In fact, it takes roughly another 4 minutes before we hit the next midnight, i.e. a sidereal day is 4 minutes shorter than a solar day. This difference throws a bit of bomb into the middle of our whole simulation. When humans were inventing the "hour", all they knew was the period between two midnights (or more likely the period between two noons), and so the hour we usually use is the "solar hour". But our $\alpha$ was based on the sidereal day, so all the places where we used hours to measure $\alpha$ we really should have been saying "sidereal hours". However, this makes no qualitative difference in our results, and would only require a small relabeling of our $x$-axis. And, as the difference is only 1 part in 365 ($\lt 0.3\%$) it's not worth doing.
But, to deal with the problem of midnight skittering all over the day we can do another cheat, On a give day, (as determined by $\beta$), we compensate our daily rotation so that when $\alpha = 0$ we are at solar midnight, instead of sidereal midnight. This means that instead of
$$\begin{align}\cos(\theta_{SA}) & = \langle r_{sun}(\beta), M_{tilt}(\epsilon)\cdot M_{rot}(\alpha) \cdot N(\phi) \rangle\\ & = - \left(\sin{\left(\epsilon \right)} \sin{\left(\phi \right)} + \cos{\left(\epsilon \right)} \cos{\left(\phi \right)} \cos{\left(\frac{\pi t}{12} \right)}\right) \cos{\left(\beta \right)} + \sin{\left(\beta \right)} \sin{\left(\frac{\pi t}{12} \right)} \cos{\left(\phi \right)} \end{align}$$
we will define
$$\begin{align}\cos(\theta_{SA\_sid}) & = \langle r_{sun}(\beta), M_{tilt}(\epsilon)\cdot M_{rot}(\alpha - \beta) \cdot N(\phi) \rangle \\ & = - \left(\sin{\left(\epsilon \right)} \sin{\left(\phi \right)} + \cos{\left(\epsilon \right)} \cos{\left(\phi \right)} \cos{\left(\beta - \frac{\pi t}{12} \right)}\right) \cos{\left(\beta \right)} - \sin{\left(\beta \right)} \sin{\left(\beta - \frac{\pi t}{12} \right)} \cos{\left(\phi \right)}\end{align} $$ The interactive graphic for this formula behaves much better, and I found it very fun to explore by playing around with the sliders. See if you can spot the midnight sun effect, the equinoxes, and the way that the Sun can get directly overhead if you're on the Tropic of Cancer.
Length of Daylight
Let's try to use our model to generate curves showing the length of day over the course of a year. We will base it off the formula for $\cos( \theta_{SA})$, where we will let $\beta$ set the day of the year.

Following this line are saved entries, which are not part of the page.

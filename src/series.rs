//! Price series data model and preprocessing utilities.
//!
//! A [`Series`] is an ordered run of (date, close) observations plus any
//! number of named derived columns, all index-aligned with the dates. Engines
//! never mutate a series in place; each computation produces a new series (or
//! a new parallel vector), so dates stay aligned through every engine call.
//!
//! The free functions in this module are the contract boundary with the
//! excluded upload/fetch layer:
//!
//! - [`validate_columns`] rejects tables missing a required field
//! - [`sort_and_deduplicate`] establishes the strictly-increasing-dates invariant
//! - [`align`] reindexes several series onto a shared date axis
//!
//! # Undefined values
//!
//! Derived columns carry a NaN prefix where the computation's lookback window
//! is not yet filled, and [`align`] leaves NaN in the close column before a
//! series' own first observation. Those are the only places a non-finite
//! value is expected to appear; [`sort_and_deduplicate`] drops any incoming
//! point whose close is NaN or infinite.

use chrono::NaiveDate;
use tracing::trace;

use crate::error::{Error, Result};
use crate::traits::SeriesElement;

/// A single dated close-price observation.
#[derive(Debug, Clone, Copy, PartialEq)]
pub struct PricePoint<T: SeriesElement> {
    /// Calendar date of the observation (timezone-normalized by the caller).
    pub date: NaiveDate,
    /// Closing price. Finite after preprocessing.
    pub close: T,
}

impl<T: SeriesElement> PricePoint<T> {
    /// Creates a new price point.
    #[must_use]
    pub fn new(date: NaiveDate, close: T) -> Self {
        Self { date, close }
    }
}

/// An ordered sequence of price points with named derived columns.
///
/// All columns (close included) have identical length and share the date
/// index. Derived columns preserve insertion order, which is the display
/// order callers see.
///
/// # Example
///
/// ```
/// use chrono::NaiveDate;
/// use streakline::series::{PricePoint, Series};
///
/// let d = |day| NaiveDate::from_ymd_opt(2024, 1, day).unwrap();
/// let series: Series<f64> = Series::from_points(vec![
///     PricePoint::new(d(1), 10.0),
///     PricePoint::new(d(2), 11.0),
/// ]);
///
/// assert_eq!(series.len(), 2);
/// assert!(!series.has_column("SMA_20"));
/// ```
#[derive(Debug, Clone, PartialEq)]
pub struct Series<T: SeriesElement = f64> {
    dates: Vec<NaiveDate>,
    close: Vec<T>,
    derived: Vec<(String, Vec<T>)>,
}

impl<T: SeriesElement> Series<T> {
    /// Creates a series from parallel date and close vectors.
    ///
    /// # Errors
    ///
    /// Returns [`Error::Parameter`] when the vectors differ in length.
    pub fn new(dates: Vec<NaiveDate>, close: Vec<T>) -> Result<Self> {
        if dates.len() != close.len() {
            return Err(Error::Parameter {
                name: "close",
                value: close.len() as f64,
                constraint: format!("must match dates length {}", dates.len()),
            });
        }
        Ok(Self {
            dates,
            close,
            derived: Vec::new(),
        })
    }

    /// Creates a series from a sequence of price points.
    ///
    /// The points are taken as-is; run [`sort_and_deduplicate`] first when the
    /// input comes from an untrusted upload.
    #[must_use]
    pub fn from_points(points: Vec<PricePoint<T>>) -> Self {
        let mut dates = Vec::with_capacity(points.len());
        let mut close = Vec::with_capacity(points.len());
        for p in points {
            dates.push(p.date);
            close.push(p.close);
        }
        Self {
            dates,
            close,
            derived: Vec::new(),
        }
    }

    /// Returns the number of observations.
    #[must_use]
    pub fn len(&self) -> usize {
        self.dates.len()
    }

    /// Returns `true` if the series has no observations.
    #[must_use]
    pub fn is_empty(&self) -> bool {
        self.dates.is_empty()
    }

    /// Returns the date index.
    #[must_use]
    pub fn dates(&self) -> &[NaiveDate] {
        &self.dates
    }

    /// Returns the close-price column.
    #[must_use]
    pub fn close(&self) -> &[T] {
        &self.close
    }

    /// Returns a derived column by name, or `None` if absent.
    #[must_use]
    pub fn column(&self, name: &str) -> Option<&[T]> {
        self.derived
            .iter()
            .find(|(n, _)| n == name)
            .map(|(_, v)| v.as_slice())
    }

    /// Returns `true` if a derived column with this name exists.
    #[must_use]
    pub fn has_column(&self, name: &str) -> bool {
        self.derived.iter().any(|(n, _)| n == name)
    }

    /// Returns the derived column names in insertion order.
    pub fn column_names(&self) -> impl Iterator<Item = &str> {
        self.derived.iter().map(|(n, _)| n.as_str())
    }

    /// Attaches a derived column, replacing any existing column of the same
    /// name.
    ///
    /// # Errors
    ///
    /// Returns [`Error::Parameter`] when the column length does not match the
    /// series length.
    pub fn with_column(mut self, name: impl Into<String>, values: Vec<T>) -> Result<Self> {
        if values.len() != self.len() {
            return Err(Error::Parameter {
                name: "column",
                value: values.len() as f64,
                constraint: format!("must match series length {}", self.len()),
            });
        }
        let name = name.into();
        if let Some(slot) = self.derived.iter_mut().find(|(n, _)| *n == name) {
            slot.1 = values;
        } else {
            self.derived.push((name, values));
        }
        Ok(self)
    }

    /// Returns an iterator over the (date, close) observations.
    pub fn points(&self) -> impl Iterator<Item = PricePoint<T>> + '_ {
        self.dates
            .iter()
            .zip(self.close.iter())
            .map(|(&date, &close)| PricePoint { date, close })
    }
}

/// Checks that every required field name appears in a table's header row.
///
/// Matching is case-insensitive (`"close"`, `"Close"`, and `"CLOSE"` all
/// satisfy a `"Close"` requirement), mirroring how uploaded CSVs arrive with
/// inconsistent casing.
///
/// # Errors
///
/// Returns [`Error::Schema`] naming the first required column not found.
///
/// # Example
///
/// ```
/// use streakline::series::validate_columns;
///
/// assert!(validate_columns(&["date", "close", "volume"], &["Date", "Close"]).is_ok());
/// assert!(validate_columns(&["date"], &["Date", "Close"]).is_err());
/// ```
pub fn validate_columns<S: AsRef<str>>(headers: &[S], required: &[&str]) -> Result<()> {
    for &req in required {
        let found = headers
            .iter()
            .any(|h| h.as_ref().eq_ignore_ascii_case(req));
        if !found {
            return Err(Error::Schema {
                column: req.to_string(),
            });
        }
    }
    Ok(())
}

/// Sorts points ascending by date and enforces the series invariants.
///
/// Points with a non-finite close are dropped (the typed equivalent of
/// coercing unparseable rows to missing), the sort is stable, and only the
/// first point per date survives, so the result has strictly increasing
/// dates.
#[must_use]
pub fn sort_and_deduplicate<T: SeriesElement>(points: Vec<PricePoint<T>>) -> Vec<PricePoint<T>> {
    let mut points: Vec<PricePoint<T>> =
        points.into_iter().filter(|p| p.close.is_finite()).collect();
    points.sort_by_key(|p| p.date);
    points.dedup_by_key(|p| p.date);
    points
}

/// Reindexes every series onto the union of all dates.
///
/// Each output series covers the same date axis. Gaps inside a series are
/// filled by carrying its own last observed close forward; positions before a
/// series' first observation stay NaN — alignment never invents a value
/// before a series starts. Derived columns are not carried through (alignment
/// is a preprocessing step; indicators are computed on the aligned result).
///
/// Input series are expected to already have strictly increasing dates (see
/// [`sort_and_deduplicate`]).
#[must_use]
pub fn align<T: SeriesElement>(series: &[Series<T>]) -> Vec<Series<T>> {
    if series.is_empty() {
        return Vec::new();
    }

    let mut union: Vec<NaiveDate> = series.iter().flat_map(|s| s.dates.iter().copied()).collect();
    union.sort_unstable();
    union.dedup();

    trace!(
        series_count = series.len(),
        union_len = union.len(),
        "aligning series onto union date axis"
    );

    series
        .iter()
        .map(|s| {
            let mut close = Vec::with_capacity(union.len());
            let mut cursor = 0usize;
            let mut last: Option<T> = None;
            for &date in &union {
                while cursor < s.dates.len() && s.dates[cursor] <= date {
                    last = Some(s.close[cursor]);
                    cursor += 1;
                }
                close.push(last.unwrap_or_else(T::nan));
            }
            Series {
                dates: union.clone(),
                close,
                derived: Vec::new(),
            }
        })
        .collect()
}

$$ \cos( \theta_{SA}) = \sin{\left(\alpha \right)} \sin{\left(\beta \right)} \cos{\left(\phi \right)} - \sin{\left(\epsilon \right)} \sin{\left(\phi \right)} \cos{\left(\beta \right)} - \cos{\left(\alpha \right)} \cos{\left(\beta \right)} \cos{\left(\epsilon \right)} \cos{\left(\phi \right)}$$
and sunrise and sunset happen when $\cos( \theta_{SA}) = 0$.
If we consider this as an equation in $\alpha$ we can see that it has the form
$$A \sin(\alpha) + B \cos(\alpha) + C = 0$$
where $$\begin{align} A & = \cos(\phi) \sin(\beta) \\ B & = -\cos(\epsilon) \cos(\phi) \cos(\beta) \\ C & = -\sin(\epsilon) \sin(\phi) \cos(\beta)\\ \end{align} $$
This equation is solved by re-writing $A \sin(\alpha) + B \cos(\alpha)$ as $D \cos( \alpha + \alpha_0)$, for appropriate values of $D$ and $\alpha_0$, which gives us
$$ \alpha_{sunrise} = 2 \operatorname{atan}{\left(\frac{A - \sqrt{A^{2} + B^{2} - C^{2}}}{B - C} \right)}$$
and
$$ \alpha_{sunset} = 2 \operatorname{atan}{\left(\frac{A + \sqrt{A^{2} + B^{2} - C^{2}}}{B - C} \right)}$$
(plugging in the values for $A$, $B$, and $C$ make the equation too cumbersome to fit on the page).
So, rescaling $\alpha$ to a 24-hour day (so we can compare our results against the Earth), we get the following graph, where $L$ is latitude, $p$ is axial tilt, $Y$ is number of days in the year, and the $x$ axis is day of the year.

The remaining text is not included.